Monday, November 29, 2010

Happy Bar Mitzvah, Anthony

“Not again,” sighed Betsy Kendy.

“What’s wrong?” asked her grandmother, Claire Randall.

“Oh, every cake. Every cake. Mom buys the unclaimed specialty cakes at the grocery store, because they’re cheaper, so every cake we eat says ‘Happy Bar Mitzvah, Anthony,’ on it.”

This, of course, gave Claire Randall an idea. Betsy’s birthday party was coming up. Claire went to the Slob-Mart bakery. The woman working there was a typical Slob-Mart employee—stained smock, maybe 30-maybe 50, sad face, dull eyes. Her name tag read “Cristil.”

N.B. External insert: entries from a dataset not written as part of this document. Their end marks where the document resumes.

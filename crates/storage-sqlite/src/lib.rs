//! SQLite storage implementation for Finbooks.
//!
//! This crate provides all database-related functionality using Diesel ORM
//! with SQLite. It implements the repository traits defined in
//! `finbooks-core` and contains:
//! - Database connection pooling and management
//! - Diesel migrations
//! - The single-writer actor that serializes all mutations
//! - Repository implementations for all domain entities
//! - Database-specific model types (with Diesel derives)
//!
//! This crate is the only place where Diesel dependencies exist; the core
//! crate is database-agnostic and works with traits.

pub mod db;
pub mod errors;
pub mod schema;
pub mod utils;

// Repository implementations
pub mod books;
pub mod cash;
pub mod fees;
pub mod funds;
pub mod invoices;
pub mod stocks;

// Re-export database utilities
pub use db::{
    create_pool, get_connection, get_db_path, init, run_migrations, spawn_writer, DbConnection,
    DbPool, WriteHandle,
};

// Re-export storage errors and conversion helpers
pub use errors::{IntoCore, StorageError};

// Re-export from finbooks-core for convenience
pub use finbooks_core::errors::{DatabaseError, Error, Result};
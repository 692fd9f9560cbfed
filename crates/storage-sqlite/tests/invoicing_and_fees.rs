//! Invoice and trading fee repository flows.

mod common;

use rust_decimal_macros::dec;

use finbooks_core::errors::{DatabaseError, Error};
use finbooks_core::fees::{FeeRepositoryTrait, FeeSummary, FeeType, NewTradingFee};
use finbooks_core::invoices::{InvoiceRepositoryTrait, InvoiceStatus, InvoiceType, NewInvoice};
use finbooks_storage_sqlite::fees::FeeRepository;
use finbooks_storage_sqlite::invoices::InvoiceRepository;

use common::{date, setup};

const USER: &str = "test-user";

fn sample_invoice(number: &str, day: u32) -> NewInvoice {
    NewInvoice {
        user_id: USER.to_string(),
        invoice_number: number.to_string(),
        client_name: "Acme".to_string(),
        invoice_type: InvoiceType::Income,
        status: InvoiceStatus::Sent,
        total_amount: dec!(1500),
        invoice_date: date(2024, 5, day),
        due_date: date(2024, 6, day),
    }
}

#[tokio::test]
async fn test_invoice_lifecycle() {
    let db = setup();
    let invoices = InvoiceRepository::new(db.pool.clone(), db.writer.clone());

    let created = invoices.create(sample_invoice("INV-100", 1)).await.unwrap();
    assert_eq!(created.status, InvoiceStatus::Sent);

    let paid = invoices
        .update_status(&created.id, InvoiceStatus::Paid)
        .await
        .unwrap();
    assert_eq!(paid.status, InvoiceStatus::Paid);
    assert_eq!(invoices.get_by_id(&created.id).unwrap().status, InvoiceStatus::Paid);

    assert_eq!(invoices.delete(&created.id).await.unwrap(), 1);
    assert!(invoices.list(USER).unwrap().is_empty());
}

#[tokio::test]
async fn test_updating_a_missing_invoice_is_not_found() {
    let db = setup();
    let invoices = InvoiceRepository::new(db.pool.clone(), db.writer.clone());

    let err = invoices
        .update_status("no-such-id", InvoiceStatus::Paid)
        .await
        .unwrap_err();
    assert!(matches!(err, Error::Database(DatabaseError::NotFound(_))));
}

#[tokio::test]
async fn test_invoices_list_newest_first() {
    let db = setup();
    let invoices = InvoiceRepository::new(db.pool.clone(), db.writer.clone());

    invoices.create(sample_invoice("INV-1", 1)).await.unwrap();
    invoices.create(sample_invoice("INV-2", 15)).await.unwrap();

    let listed = invoices.list(USER).unwrap();
    assert_eq!(listed.len(), 2);
    assert_eq!(listed[0].invoice_number, "INV-2");
}

#[tokio::test]
async fn test_fee_summary_buckets_by_type() {
    let db = setup();
    let fees = FeeRepository::new(db.pool.clone(), db.writer.clone());

    for (fee_type, amount) in [
        (FeeType::BrokerCharge, dec!(10)),
        (FeeType::BrokerCharge, dec!(15)),
        (FeeType::Cgt, dec!(100)),
        (FeeType::Other, dec!(5)),
    ] {
        fees.create(NewTradingFee {
            user_id: USER.to_string(),
            fee_type,
            amount,
            fee_date: date(2024, 5, 1),
            description: None,
        })
        .await
        .unwrap();
    }

    let summary = FeeSummary::summarize(&fees.list(USER).unwrap());
    assert_eq!(summary.broker_charges, dec!(25));
    assert_eq!(summary.cgt, dec!(100));
    assert_eq!(summary.other_fees, dec!(5));
    assert_eq!(summary.total_fees, dec!(130));
}

#[tokio::test]
async fn test_deleting_a_fee_removes_it() {
    let db = setup();
    let fees = FeeRepository::new(db.pool.clone(), db.writer.clone());

    let fee = fees
        .create(NewTradingFee {
            user_id: USER.to_string(),
            fee_type: FeeType::Other,
            amount: dec!(9),
            fee_date: date(2024, 5, 2),
            description: Some("Wire charge".to_string()),
        })
        .await
        .unwrap();

    assert_eq!(fees.delete(&fee.id).await.unwrap(), 1);
    assert!(fees.list(USER).unwrap().is_empty());
}
//! Core error types for the finbooks engine.
//!
//! This module defines database-agnostic error types. Storage-specific errors
//! (from Diesel, SQLite, etc.) are converted to these types by the storage layer.

use chrono::ParseError as ChronoParseError;
use rust_decimal::Decimal;
use std::num::ParseFloatError;
use thiserror::Error;

/// Type alias for Result using our Error type.
pub type Result<T> = std::result::Result<T, Error>;

/// Root error type for the engine.
///
/// Database-specific errors are carried in string form to keep this type
/// database-agnostic.
#[derive(Error, Debug)]
pub enum Error {
    #[error("Database operation failed: {0}")]
    Database(#[from] DatabaseError),

    #[error("Input validation failed: {0}")]
    Validation(#[from] ValidationError),

    #[error("Position error: {0}")]
    Position(#[from] PositionError),

    #[error("Repository error: {0}")]
    Repository(String),

    #[error("Unexpected error: {0}")]
    Unexpected(String),
}

/// Database-agnostic error type for storage operations.
///
/// All payloads are `String`, allowing the storage layer to convert
/// storage-specific errors (Diesel, SQLite, etc.) into this format.
#[derive(Error, Debug)]
pub enum DatabaseError {
    /// Failed to establish a database connection.
    #[error("Failed to connect to database: {0}")]
    ConnectionFailed(String),

    /// Failed to create or configure the connection pool.
    #[error("Failed to create database pool: {0}")]
    PoolCreationFailed(String),

    /// A database query failed to execute.
    #[error("Database query failed: {0}")]
    QueryFailed(String),

    /// The requested record was not found.
    #[error("Record not found: {0}")]
    NotFound(String),

    /// A unique constraint was violated (e.g., duplicate key).
    #[error("Unique constraint violation: {0}")]
    UniqueViolation(String),

    /// A foreign key constraint was violated.
    #[error("Foreign key violation: {0}")]
    ForeignKeyViolation(String),

    /// A database transaction failed.
    #[error("Transaction failed: {0}")]
    TransactionFailed(String),

    /// Database migration failed.
    #[error("Database migration failed: {0}")]
    MigrationFailed(String),

    /// Internal/unexpected database error.
    #[error("Internal database error: {0}")]
    Internal(String),
}

/// Business-rule rejections raised while mutating positions and balances.
///
/// The insufficient-* variants carry the attempted and available amounts so
/// the glue layer can surface both to the caller.
#[derive(Error, Debug)]
pub enum PositionError {
    #[error("Insufficient cash balance: attempted {attempted}, available {available}")]
    InsufficientFunds {
        attempted: Decimal,
        available: Decimal,
    },

    #[error("Insufficient shares for {symbol}: attempted {attempted}, available {available}")]
    InsufficientShares {
        symbol: String,
        attempted: Decimal,
        available: Decimal,
    },

    #[error("Withdrawal amount {attempted} exceeds current value {available}")]
    InsufficientValue {
        attempted: Decimal,
        available: Decimal,
    },

    #[error("No position held for symbol {0}")]
    PositionNotFound(String),

    #[error("Mutual fund not found: {0}")]
    FundNotFound(String),

    #[error("Cash account not found for user {0}")]
    AccountNotFound(String),
}

/// Validation errors for user input and data parsing.
#[derive(Error, Debug)]
pub enum ValidationError {
    #[error("Failed to parse number: {0}")]
    NumberParse(#[from] ParseFloatError),

    #[error("Invalid input: {0}")]
    InvalidInput(String),

    #[error("Required field '{0}' is missing")]
    MissingField(String),

    #[error("Failed to parse decimal number: {0}")]
    DecimalParse(#[from] rust_decimal::Error),

    #[error("Failed to parse date: {0}")]
    DateParse(#[from] ChronoParseError),
}

// === From implementations for common error types ===

impl From<rust_decimal::Error> for Error {
    fn from(err: rust_decimal::Error) -> Self {
        Error::Validation(ValidationError::DecimalParse(err))
    }
}

impl From<ChronoParseError> for Error {
    fn from(err: ChronoParseError) -> Self {
        Error::Validation(ValidationError::DateParse(err))
    }
}

impl From<serde_json::Error> for Error {
    fn from(err: serde_json::Error) -> Self {
        Error::Validation(ValidationError::InvalidInput(err.to_string()))
    }
}

impl From<Error> for String {
    fn from(err: Error) -> Self {
        err.to_string()
    }
}
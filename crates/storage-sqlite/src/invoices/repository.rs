//! SQLite-backed implementation of the invoice repository.

use std::sync::Arc;

use async_trait::async_trait;
use diesel::prelude::*;
use uuid::Uuid;

use finbooks_core::errors::{DatabaseError, Error, Result};
use finbooks_core::invoices::{Invoice, InvoiceRepositoryTrait, InvoiceStatus, NewInvoice};

use super::model::InvoiceDB;
use crate::db::{get_connection, DbPool, WriteHandle};
use crate::errors::IntoCore;
use crate::schema::invoices;

pub struct InvoiceRepository {
    pool: Arc<DbPool>,
    writer: WriteHandle,
}

impl InvoiceRepository {
    pub fn new(pool: Arc<DbPool>, writer: WriteHandle) -> Self {
        Self { pool, writer }
    }
}

#[async_trait]
impl InvoiceRepositoryTrait for InvoiceRepository {
    async fn create(&self, new_invoice: NewInvoice) -> Result<Invoice> {
        self.writer
            .exec(move |conn| {
                let invoice = Invoice {
                    id: Uuid::new_v4().to_string(),
                    user_id: new_invoice.user_id,
                    invoice_number: new_invoice.invoice_number,
                    client_name: new_invoice.client_name,
                    invoice_type: new_invoice.invoice_type,
                    status: new_invoice.status,
                    total_amount: new_invoice.total_amount,
                    invoice_date: new_invoice.invoice_date,
                    due_date: new_invoice.due_date,
                };
                diesel::insert_into(invoices::table)
                    .values(InvoiceDB::from(&invoice))
                    .execute(conn)
                    .into_core()?;
                Ok(invoice)
            })
            .await
    }

    async fn update_status(&self, invoice_id: &str, status: InvoiceStatus) -> Result<Invoice> {
        let invoice_id = invoice_id.to_string();
        self.writer
            .exec(move |conn| {
                let updated = diesel::update(invoices::table.find(&invoice_id))
                    .set(invoices::status.eq(status.as_str()))
                    .execute(conn)
                    .into_core()?;
                if updated == 0 {
                    return Err(Error::Database(DatabaseError::NotFound(format!(
                        "Invoice not found: {invoice_id}"
                    ))));
                }
                invoices::table
                    .find(&invoice_id)
                    .first::<InvoiceDB>(conn)
                    .into_core()?
                    .try_into()
            })
            .await
    }

    async fn delete(&self, invoice_id: &str) -> Result<usize> {
        let invoice_id = invoice_id.to_string();
        self.writer
            .exec(move |conn| {
                diesel::delete(invoices::table.find(&invoice_id))
                    .execute(conn)
                    .into_core()
            })
            .await
    }

    fn get_by_id(&self, invoice_id: &str) -> Result<Invoice> {
        let mut conn = get_connection(&self.pool)?;
        invoices::table
            .find(invoice_id)
            .first::<InvoiceDB>(&mut conn)
            .into_core()?
            .try_into()
    }

    fn list(&self, user_id: &str) -> Result<Vec<Invoice>> {
        let mut conn = get_connection(&self.pool)?;
        invoices::table
            .filter(invoices::user_id.eq(user_id))
            .order(invoices::invoice_date.desc())
            .load::<InvoiceDB>(&mut conn)
            .into_core()?
            .into_iter()
            .map(Invoice::try_from)
            .collect()
    }
}
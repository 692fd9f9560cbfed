pub mod model;
pub mod repository;

pub use model::{StockPositionDB, StockTransactionDB};
pub use repository::StockRepository;
use std::sync::Arc;

use finbooks_storage_sqlite::{create_pool, run_migrations, spawn_writer, DbPool, WriteHandle};
use tempfile::TempDir;

pub struct TestDb {
    pub pool: Arc<DbPool>,
    pub writer: WriteHandle,
    // Dropped last; deleting the directory closes out the database file.
    _dir: TempDir,
}

pub fn setup() -> TestDb {
    let dir = tempfile::tempdir().expect("Failed to create temp dir");
    let db_path = dir.path().join("finbooks.db").display().to_string();

    let pool = create_pool(&db_path).expect("Failed to create pool");
    run_migrations(&pool).expect("Failed to run migrations");
    let writer = spawn_writer(pool.clone());

    TestDb {
        pool,
        writer,
        _dir: dir,
    }
}

pub fn date(y: i32, m: u32, d: u32) -> chrono::NaiveDate {
    chrono::NaiveDate::from_ymd_opt(y, m, d).unwrap()
}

Claire knew this would be difficult, but she went at it slowly, explaining what she wanted, a cake that said “Happy Bar Mitzvah, Anthony.” She spelled both “bar mitzvah” and “Anthony.”

“That’s interesting,” said the Cristil. “Anthony isn’t a common name for a Jewish boy. Would you like a Star of David on it?”

This was not what Claire expected. “Uh…yes, that would be nice,” she said.

“Also I could do a scroll from the Torah. Or a burning bush. Maybe the Red Sea parting. It’s harder to represent the Kaballah. Or Hasids. Is Anthony Orthodox, Conservative, or Reform?”

“Are you Jewish?” Claire blurted out.

“Oh, no,” said Cristil. “I’m Christian. But our story starts with Abraham, you know, not Jesus. Maybe you’d like something in Hebrew on Anthony’s cake?”

“No,” said Claire, “but I’d like another cake for myself. Can you write ‘Don’t assume anything, Stupid?’ on it?”